* _What the task requires_: Find how many lines in the material below contain the word "sqlite" and give only that number.

* _Entries supplied_:
use std::sync::Arc;

use async_trait::async_trait;
use uuid::Uuid;

use crate::errors::{Result, ValidationError};

use super::creditors_model::{Creditor, CreditorUpdate, NewCreditor};
use super::creditors_traits::{CreditorRepositoryTrait, CreditorServiceTrait};

pub struct CreditorService {
    creditor_repository: Arc<dyn CreditorRepositoryTrait>,
}

impl CreditorService {
    pub fn new(creditor_repository: Arc<dyn CreditorRepositoryTrait>) -> Self {
        CreditorService {
            creditor_repository,
        }
    }
}

#[async_trait]
impl CreditorServiceTrait for CreditorService {
    fn get_creditors(&self) -> Result<Vec<Creditor>> {
        self.creditor_repository.load_creditors()
    }

    async fn create_creditor(&self, new_creditor: NewCreditor) -> Result<Creditor> {
        if new_creditor.name.trim().is_empty() {
            return Err(ValidationError::MissingField("name".to_string()).into());
        }
        let creditor = Creditor {
            id: new_creditor.id.unwrap_or_else(|| Uuid::new_v4().to_string()),
            name: new_creditor.name,
            document_number: new_creditor.document_number,
            contact: new_creditor.contact,
            email: new_creditor.email,
            postal_code: new_creditor.postal_code,
            street: new_creditor.street,
            neighborhood: new_creditor.neighborhood,
            city: new_creditor.city,
            state: new_creditor.state,
        };
        self.creditor_repository.insert_creditor(creditor).await
    }

    async fn update_creditor(
        &self,
        creditor_id: String,
        update: CreditorUpdate,
    ) -> Result<Creditor> {
        if update.name.trim().is_empty() {
            return Err(ValidationError::MissingField("name".to_string()).into());
        }
        let existing = self.creditor_repository.find_creditor(&creditor_id)?;
        let creditor = Creditor {
            id: existing.id,
            name: update.name,
            document_number: update.document_number,
            contact: update.contact,
            email: update.email,
            postal_code: update.postal_code,
            street: update.street,
            neighborhood: update.neighborhood,
            city: update.city,
            state: update.state,
        };
        self.creditor_repository.update_creditor(creditor).await
    }

    async fn delete_creditor(&self, creditor_id: String) -> Result<usize> {
        self.creditor_repository.delete_creditor(creditor_id).await
    }
}
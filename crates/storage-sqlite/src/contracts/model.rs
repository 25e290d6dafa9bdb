//! Database model for contracts.

use diesel::prelude::*;
use serde::{Deserialize, Serialize};

use fiscus_core::contracts::{Contract, ContractItem, ContractStatus};

use crate::utils::{parse_datetime_utc, parse_naive_date};

#[derive(
    Queryable,
    Identifiable,
    Insertable,
    AsChangeset,
    Selectable,
    PartialEq,
    Serialize,
    Deserialize,
    Debug,
    Clone,
)]
#[diesel(table_name = crate::schema::contracts)]
#[diesel(check_for_backend(diesel::sqlite::Sqlite))]
#[diesel(treat_none_as_null = true)]
#[serde(rename_all = "camelCase")]
pub struct ContractDB {
    pub id: String,
    pub number: String,
    pub description: String,
    pub creditor_id: Option<String>,
    pub status: String,
    pub start_date: String,
    pub end_date: String,
    pub notes: String,
    pub alert_new_contract: Option<i64>,
    pub alert_additive: Option<i64>,
    pub created_at: String,
    /// JSON array of the embedded contract items.
    pub items: String,
}

fn status_to_str(status: ContractStatus) -> &'static str {
    match status {
        ContractStatus::Active => "active",
        ContractStatus::Pending => "pending",
        ContractStatus::Expired => "expired",
        ContractStatus::Cancelled => "cancelled",
    }
}

fn status_from_str(value: &str) -> ContractStatus {
    match value {
        "active" => ContractStatus::Active,
        "pending" => ContractStatus::Pending,
        "expired" => ContractStatus::Expired,
        "cancelled" => ContractStatus::Cancelled,
        other => {
            log::error!("unknown contract status '{other}', treating as pending");
            ContractStatus::Pending
        }
    }
}

pub(crate) fn serialize_items(items: &[ContractItem]) -> String {
    serde_json::to_string(items).unwrap_or_else(|e| {
        log::error!("failed to serialize contract items: {e}");
        "[]".to_string()
    })
}

fn deserialize_items(contract_id: &str, raw: &str) -> Vec<ContractItem> {
    serde_json::from_str(raw).unwrap_or_else(|e| {
        log::error!("failed to parse items for contract '{contract_id}': {e}");
        Vec::new()
    })
}

impl From<ContractDB> for Contract {
    fn from(db: ContractDB) -> Self {
        let items = deserialize_items(&db.id, &db.items);
        Self {
            id: db.id,
            number: db.number,
            description: db.description,
            creditor_id: db.creditor_id,
            status: status_from_str(&db.status),
            start_date: parse_naive_date(&db.start_date, "start_date"),
            end_date: parse_naive_date(&db.end_date, "end_date"),
            notes: db.notes,
            alert_new_contract: db.alert_new_contract,
            alert_additive: db.alert_additive,
            created_at: parse_datetime_utc(&db.created_at, "created_at"),
            items,
        }
    }
}

impl From<Contract> for ContractDB {
    fn from(domain: Contract) -> Self {
        Self {
            id: domain.id,
            number: domain.number,
            description: domain.description,
            creditor_id: domain.creditor_id,
            status: status_to_str(domain.status).to_string(),
            start_date: domain.start_date.format("%Y-%m-%d").to_string(),
            end_date: domain.end_date.format("%Y-%m-%d").to_string(),
            notes: domain.notes,
            alert_new_contract: domain.alert_new_contract,
            alert_additive: domain.alert_additive,
            created_at: domain.created_at.to_rfc3339(),
            items: serialize_items(&domain.items),
        }
    }
}
//! Organization profile module.

mod entities_model;
mod entities_service;
mod entities_traits;

pub use entities_model::{NewOrgEntity, OrgEntity, OrgEntityUpdate};
pub use entities_service::OrgEntityService;
pub use entities_traits::{OrgEntityRepositoryTrait, OrgEntityServiceTrait};
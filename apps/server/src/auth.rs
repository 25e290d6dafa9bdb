//! Password hashing for the auth endpoints.

use argon2::password_hash::rand_core::OsRng;
use argon2::password_hash::{PasswordHash, PasswordHasher, PasswordVerifier, SaltString};
use argon2::Argon2;

use fiscus_core::errors::{Error, Result};

/// Hash a plaintext password with Argon2id and a fresh salt.
pub fn hash_password(password: &str) -> Result<String> {
    let salt = SaltString::generate(&mut OsRng);
    let hash = Argon2::default()
        .hash_password(password.as_bytes(), &salt)
        .map_err(|e| Error::Unexpected(format!("password hashing failed: {e}")))?;
    Ok(hash.to_string())
}

/// Verify a plaintext password against a stored hash. A malformed stored
/// hash counts as a failed verification rather than an internal error.
pub fn verify_password(password: &str, stored_hash: &str) -> bool {
    match PasswordHash::new(stored_hash) {
        Ok(parsed) => Argon2::default()
            .verify_password(password.as_bytes(), &parsed)
            .is_ok(),
        Err(_) => false,
    }
}

#[cfg(test)]
mod tests {
    use super::*;

    #[test]
    fn hash_and_verify_round_trip() {
        let hash = hash_password("s3cret").unwrap();
        assert!(verify_password("s3cret", &hash));
        assert!(!verify_password("wrong", &hash));
    }

    #[test]
    fn malformed_hash_fails_verification() {
        assert!(!verify_password("anything", "not-a-hash"));
    }
}
//! Settings domain models.
//!
//! The settings document is a typed record with enumerated keys. Unknown
//! fields are rejected at the boundary instead of being silently stored.

use rust_decimal::Decimal;
use serde::{Deserialize, Serialize};

/// The merged settings document.
#[derive(Debug, Clone, PartialEq, Serialize, Deserialize)]
#[serde(rename_all = "camelCase")]
pub struct Settings {
    /// Budget constant the dashboard reports against.
    pub available_balance: Decimal,
    pub header_text: String,
    pub footer_text: String,
    pub logo_url: Option<String>,
    pub coat_of_arms_url: Option<String>,
    /// Reference to the organization profile used on exported documents.
    pub entity_id: Option<String>,
    pub theme: String,
}

impl Default for Settings {
    fn default() -> Self {
        Settings {
            available_balance: Decimal::ZERO,
            header_text: String::new(),
            footer_text: String::new(),
            logo_url: None,
            coat_of_arms_url: None,
            entity_id: None,
            theme: "light".to_string(),
        }
    }
}

/// Partial settings merge; only present fields are written.
#[derive(Debug, Clone, Default, Serialize, Deserialize)]
#[serde(rename_all = "camelCase", deny_unknown_fields)]
pub struct SettingsUpdate {
    pub available_balance: Option<Decimal>,
    pub header_text: Option<String>,
    pub footer_text: Option<String>,
    pub logo_url: Option<String>,
    pub coat_of_arms_url: Option<String>,
    pub entity_id: Option<String>,
    pub theme: Option<String>,
}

* _Problem solution_: 2